I was curious. He had been in the news the other day, a bit celebrating his renowned and determined privacy, but that he still contributed an occasional joke to Jay Leno and Dave Letterman.

Then, yesterday he was dead. He was as regular a feature in my life as the Washington's Monument in my morning commute. He came from Nebraska, and became the epitome of cool in the Big Apple and tinsel Town. He had a thirty year run as host of the Tonight Show, taking over the franchise bookend to the Today show on NBC with Dave Garroway.

I think I remember Jack Paar, the first host of the show. Maybe I remember only the washed-out kinescopes. But Johnny was there for all the days I was growing up, and the days of my adulthood. He retired in 1992, going out on top thirteen years ago. By my feeble math, that means he took over the show when I was ten years old, and a middle-aged man when he retired.

Every night, or almost every night he was right there in our bedrooms. He probably had passive intimate relations with most of America in his time. We participated in his epic battles with NBC management, the reduction of his show from 90 minutes to an hour, his relocation to the West Coast from New York, a metaphor for what was happening to the larger nation, the center of gravity shifting west.

We wondered what was in that coffee cup on his desk, and remembered when he stopped smoking on the air. Emphysema is what killed him, and I don't know if he continued to smoke off camera, like Tom Brokaw. He was intensely private, considering that he slept with all of us.

I remember his lapels over the years, and his haircuts. He had a short crew-cut when he started, and a button-down shirt under his three-button suit. His lapels rose and fell with the times, sometimes peaked and prominent and sometimes narrow and subdued.

I remember he adopted one of those hairstyles with short bangs that made the celebrities look like Ceasar Augustus. I don't know how long that lasted, but I'm glad it ended. It must have been in the seventies sometime.

It is astonishing how deep that intimacy was. Jack Nicholson used Ed McMahon's trademark greeting in the movie The Shining, when he punched through the door with the fire ax, his manic rubber face screwed up as he said: ''Heeeeeres Johhhhny!''

Ed is still alive, someplace. I read an article about his life and times in the Veterans of Foreign Wars magazine that I get monthly, complements of my life membership. I read it on the airplane going south for a memorial ceremony last week. That is normally how I get rid of the stack of magazines that pile up unread in a stack by my brown chair. I read them and leave them behind in the waiting areas and on the airplane seats and bedside.

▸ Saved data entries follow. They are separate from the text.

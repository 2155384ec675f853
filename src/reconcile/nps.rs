//! NPS reconciliation.
//!
//! Checks the collaborator's NPS category against the customer's score (or,
//! without a score, against the sentiment of the comment) and corrects
//! categories the evidence cannot support.
//!
//! ## Tolerance
//!
//! | Score | Admitted categories   |
//! |-------|-----------------------|
//! | 9-10  | Promoter              |
//! | 7-8   | Passive, Promoter     |
//! | 5-6   | Passive, Detractor    |
//! | 0-4   | Detractor             |

use serde::{Deserialize, Serialize};
use std::collections::BTreeMap;

use super::emotion::polarity_sums;
use crate::types::{
    Correction, Emotion, NpsAssessment, NpsCategory, Polarity, SentimentAlignment, fold_key,
};

const POSITIVE_KEYWORDS: &[&str] = &[
    "excelente",
    "bueno",
    "fantastico",
    "perfecto",
    "recomiendo",
    "feliz",
    "satisfecho",
];

const NEGATIVE_KEYWORDS: &[&str] = &[
    "malo", "terrible", "horrible", "pesimo", "cancelar", "problema", "quejas",
];

/// Weight added to a polarity per keyword hit
const KEYWORD_WEIGHT: f64 = 0.2;

/// Margin one polarity needs over the other to decide the sentiment
const SENTIMENT_MARGIN: f64 = 1.2;

// =============================================================================
// Score Handling
// =============================================================================

/// Bring an input score onto the 0-10 scale.
///
/// Values in (0, 1) are read as a 0-1 scale and values in (10, 100] as a
/// 0-100 scale. Anything else outside [0, 10] is clamped.
pub fn normalize_score(raw: f64) -> Option<f64> {
    if !raw.is_finite() {
        return None;
    }
    let score = if raw > 0.0 && raw < 1.0 {
        raw * 10.0
    } else if (0.0..=10.0).contains(&raw) {
        raw
    } else if raw > 10.0 && raw <= 100.0 {
        raw / 10.0
    } else {
        raw.clamp(0.0, 10.0)
    };
    Some(score)
}

/// Categories a given score tolerates.
pub fn admitted_categories(score: f64) -> &'static [NpsCategory] {
    if score >= 9.0 {
        &[NpsCategory::Promoter]
    } else if score >= 7.0 {
        &[NpsCategory::Passive, NpsCategory::Promoter]
    } else if score >= 5.0 {
        &[NpsCategory::Passive, NpsCategory::Detractor]
    } else {
        &[NpsCategory::Detractor]
    }
}

/// 1 - |rank difference| / 2
pub fn rank_consistency(reported: NpsCategory, expected: NpsCategory) -> f64 {
    let diff = (reported.rank() as f64 - expected.rank() as f64).abs();
    1.0 - diff / 2.0
}

// =============================================================================
// Sentiment
// =============================================================================

/// Sentiment from emotion polarity plus keyword hits in the text.
pub fn detect_sentiment(scores: &BTreeMap<Emotion, f64>, text: &str) -> Polarity {
    if text.trim().is_empty() {
        return Polarity::Neutral;
    }
    let folded = fold_key(text);
    let hits = |words: &[&str]| words.iter().filter(|w| folded.contains(*w)).count() as f64;

    let (positive, negative, _) = polarity_sums(scores);
    let positive = positive + hits(POSITIVE_KEYWORDS) * KEYWORD_WEIGHT;
    let negative = negative + hits(NEGATIVE_KEYWORDS) * KEYWORD_WEIGHT;

    if positive > negative * SENTIMENT_MARGIN {
        Polarity::Positive
    } else if negative > positive * SENTIMENT_MARGIN {
        Polarity::Negative
    } else {
        Polarity::Neutral
    }
}

fn sentiment_category(sentiment: Polarity) -> NpsCategory {
    match sentiment {
        Polarity::Positive => NpsCategory::Promoter,
        Polarity::Negative => NpsCategory::Detractor,
        Polarity::Neutral => NpsCategory::Passive,
    }
}

// =============================================================================
// Inference
// =============================================================================

fn inference_weight(emotion: Emotion) -> f64 {
    match emotion {
        Emotion::Entusiasmo => 2.8,
        Emotion::Gratitud => 2.5,
        Emotion::Alegria => 2.2,
        Emotion::Esperanza => 2.0,
        Emotion::Aprecio => 1.8,
        Emotion::Confianza => 1.6,
        Emotion::Expectativa => 1.3,
        Emotion::Enojo => -3.0,
        Emotion::Frustracion => -2.7,
        Emotion::Decepcion => -2.4,
        Emotion::Desagrado => -2.1,
        Emotion::Verguenza => -1.8,
        Emotion::Tristeza => -1.5,
        Emotion::Miedo => -1.2,
        Emotion::Sorpresa => 0.2,
        Emotion::Indiferencia => -0.3,
    }
}

/// Estimate a 0-10 score from weighted emotions, sentiment and churn.
///
/// Returns `(score, confidence)`. A comment with no emotion signal is
/// scored 5.0 with confidence 0.1.
pub fn infer_score(
    scores: &BTreeMap<Emotion, f64>,
    sentiment: Polarity,
    churn_hint: Option<f64>,
) -> (f64, f64) {
    if scores.values().all(|s| *s <= 0.0) {
        return (5.0, 0.1);
    }

    let (weighted, total_weight) = scores.iter().fold((0.0, 0.0), |(sum, total), (e, s)| {
        let w = inference_weight(*e);
        (sum + w * s, total + w.abs())
    });
    let emotion_score = if total_weight > 0.0 {
        weighted / total_weight
    } else {
        0.0
    };

    let sentiment_factor = match sentiment {
        Polarity::Positive => 0.4,
        Polarity::Negative => -0.4,
        Polarity::Neutral => 0.0,
    };
    let churn = churn_hint.unwrap_or(0.5);
    let churn_penalty = -(churn - 0.5) * 0.6;

    let combined = emotion_score + sentiment_factor + churn_penalty;
    let score = (5.0 + combined * 3.33).clamp(0.0, 10.0);
    let score = (score * 10.0).round() / 10.0;

    (score, inference_confidence(scores, sentiment, churn))
}

fn inference_confidence(scores: &BTreeMap<Emotion, f64>, sentiment: Polarity, churn: f64) -> f64 {
    let n = scores.len().max(1) as f64;
    let mean = scores.values().sum::<f64>() / n;
    let variance = scores.values().map(|s| (s - mean).powi(2)).sum::<f64>() / n;
    let max = scores.values().copied().fold(0.0_f64, f64::max);

    let clarity = max - variance.sqrt();
    let sentiment_boost = if sentiment == Polarity::Neutral {
        0.0
    } else {
        0.2
    };
    let churn_clarity = (churn - 0.5).abs() * 0.4;

    (clarity * 0.6 + sentiment_boost + churn_clarity).clamp(0.1, 0.95)
}

// =============================================================================
// Reconciliation
// =============================================================================

#[derive(Debug, Clone, PartialEq)]
pub struct NpsOutcome {
    pub assessment: NpsAssessment,
    pub corrections: Vec<Correction>,
}

fn correction(from: impl Into<String>, to: NpsCategory, reason: impl Into<String>) -> Correction {
    Correction {
        field: "nps_category".to_string(),
        from: from.into(),
        to: to.to_string(),
        reason: reason.into(),
    }
}

/// Reconcile the reported category against the input score or sentiment.
pub fn reconcile_nps(
    reported_label: Option<&str>,
    input_score: Option<f64>,
    scores: &BTreeMap<Emotion, f64>,
    text: &str,
    churn_hint: Option<f64>,
) -> NpsOutcome {
    let reported = reported_label.and_then(NpsCategory::from_label);
    if reported.is_none() {
        if let Some(label) = reported_label {
            tracing::debug!(label = %label, "Unrecognized NPS category");
        }
    }

    match input_score.and_then(normalize_score) {
        Some(score) => reconcile_with_score(reported, score, input_score),
        None => reconcile_with_sentiment(reported, scores, text, churn_hint),
    }
}

fn reconcile_with_score(
    reported: Option<NpsCategory>,
    score: f64,
    raw_score: Option<f64>,
) -> NpsOutcome {
    let standard = NpsCategory::from_score(score);
    let mut corrections = Vec::new();

    if let Some(raw) = raw_score {
        if raw != score {
            corrections.push(Correction {
                field: "nps_score".to_string(),
                from: raw.to_string(),
                to: score.to_string(),
                reason: "score normalized to 0-10".to_string(),
            });
        }
    }

    let category = match reported {
        Some(category) if admitted_categories(score).contains(&category) => category,
        Some(category) => {
            corrections.push(correction(
                category.to_string(),
                standard,
                format!("score {} does not admit {}", score, category),
            ));
            standard
        }
        None => {
            corrections.push(correction("unknown", standard, "category from score"));
            standard
        }
    };

    let consistency = rank_consistency(reported.unwrap_or(standard), standard);
    NpsOutcome {
        assessment: NpsAssessment {
            category,
            score: Some(score),
            inferred_score: None,
            inference_confidence: None,
            consistency_score: consistency,
            alignment: SentimentAlignment::from_consistency(consistency),
        },
        corrections,
    }
}

fn reconcile_with_sentiment(
    reported: Option<NpsCategory>,
    scores: &BTreeMap<Emotion, f64>,
    text: &str,
    churn_hint: Option<f64>,
) -> NpsOutcome {
    let sentiment = detect_sentiment(scores, text);
    let expected = sentiment_category(sentiment);
    let mut corrections = Vec::new();

    let category = match (reported, sentiment) {
        (Some(NpsCategory::Promoter), Polarity::Negative) => {
            corrections.push(correction(
                NpsCategory::Promoter.to_string(),
                NpsCategory::Detractor,
                "negative sentiment",
            ));
            NpsCategory::Detractor
        }
        (Some(NpsCategory::Detractor), Polarity::Positive) => {
            corrections.push(correction(
                NpsCategory::Detractor.to_string(),
                NpsCategory::Promoter,
                "positive sentiment",
            ));
            NpsCategory::Promoter
        }
        (Some(category), _) => category,
        (None, _) => {
            corrections.push(correction("unknown", expected, "category from sentiment"));
            expected
        }
    };

    let compared = reported.unwrap_or(category);
    let consistency = if compared == expected {
        1.0
    } else if compared == NpsCategory::Passive || expected == NpsCategory::Passive {
        0.5
    } else {
        0.0
    };

    let (inferred, confidence) = infer_score(scores, sentiment, churn_hint);
    NpsOutcome {
        assessment: NpsAssessment {
            category,
            score: None,
            inferred_score: Some(inferred),
            inference_confidence: Some(confidence),
            consistency_score: consistency,
            alignment: SentimentAlignment::from_consistency(consistency),
        },
        corrections,
    }
}

// =============================================================================
// Dataset Aggregates
// =============================================================================

#[derive(Debug, Clone, Default, PartialEq, Serialize, Deserialize)]
pub struct NpsInsights {
    pub total: usize,
    pub promoters: usize,
    pub passives: usize,
    pub detractors: usize,
    /// %promoters - %detractors, in [-100, 100]
    pub nps_score: f64,
    pub promoter_pct: f64,
    pub passive_pct: f64,
    pub detractor_pct: f64,
    pub average_consistency: f64,
    /// Records whose category was corrected
    pub corrected: usize,
    pub correction_rate: f64,
    /// Records scored by inference because no score was supplied
    pub inferred: usize,
}

/// Aggregate over `(assessment, category_corrected)` pairs.
pub fn aggregate<'a>(records: impl IntoIterator<Item = (&'a NpsAssessment, bool)>) -> NpsInsights {
    let mut insights = NpsInsights::default();
    let mut consistency = 0.0;

    for (assessment, corrected) in records {
        insights.total += 1;
        match assessment.category {
            NpsCategory::Promoter => insights.promoters += 1,
            NpsCategory::Passive => insights.passives += 1,
            NpsCategory::Detractor => insights.detractors += 1,
        }
        consistency += assessment.consistency_score;
        insights.corrected += usize::from(corrected);
        insights.inferred += usize::from(assessment.inferred_score.is_some());
    }

    if insights.total == 0 {
        return insights;
    }

    let pct = |count: usize| count as f64 / insights.total as f64 * 100.0;
    insights.promoter_pct = pct(insights.promoters);
    insights.passive_pct = pct(insights.passives);
    insights.detractor_pct = pct(insights.detractors);
    insights.nps_score = insights.promoter_pct - insights.detractor_pct;
    insights.average_consistency = consistency / insights.total as f64;
    insights.correction_rate = insights.corrected as f64 / insights.total as f64;
    insights
}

Ed was interviewed because, in addition to everything else, he had been a Colonel in the Marine Reserves. He was called back to active duty for Korea. He talked about what it was like in the early days of television, how his life had overlapped vaudeville and the strange new medium.

Johnnie was a vet, too, a ninety-day-wonder Naval Officer. They talked about their service once in a while on the air. It was not a big deal for them, since everybody went off to the War. He invented the format, pioneered the monologue, and the desk and the couch alongside are all his.

Immutable. Timeless.

A different generation, and now they are leaving us. I got an e-mail from a friend this morning who observed that ''The rest of our lives will be spent first watching as our childhood idols continue to die, and then we get to watch our peers and each other die.''

He didn't say Carpe Diem. He just suggested that we have a great time now, while it lasts.

It seems reasonable to me. I will go to work this morning, since I still have some obligations to take care of. But I will go into the icy blast and slippery streets thinking that the world is a little smaller. And that I should reach out and seize the day.

One never knows how many there will be.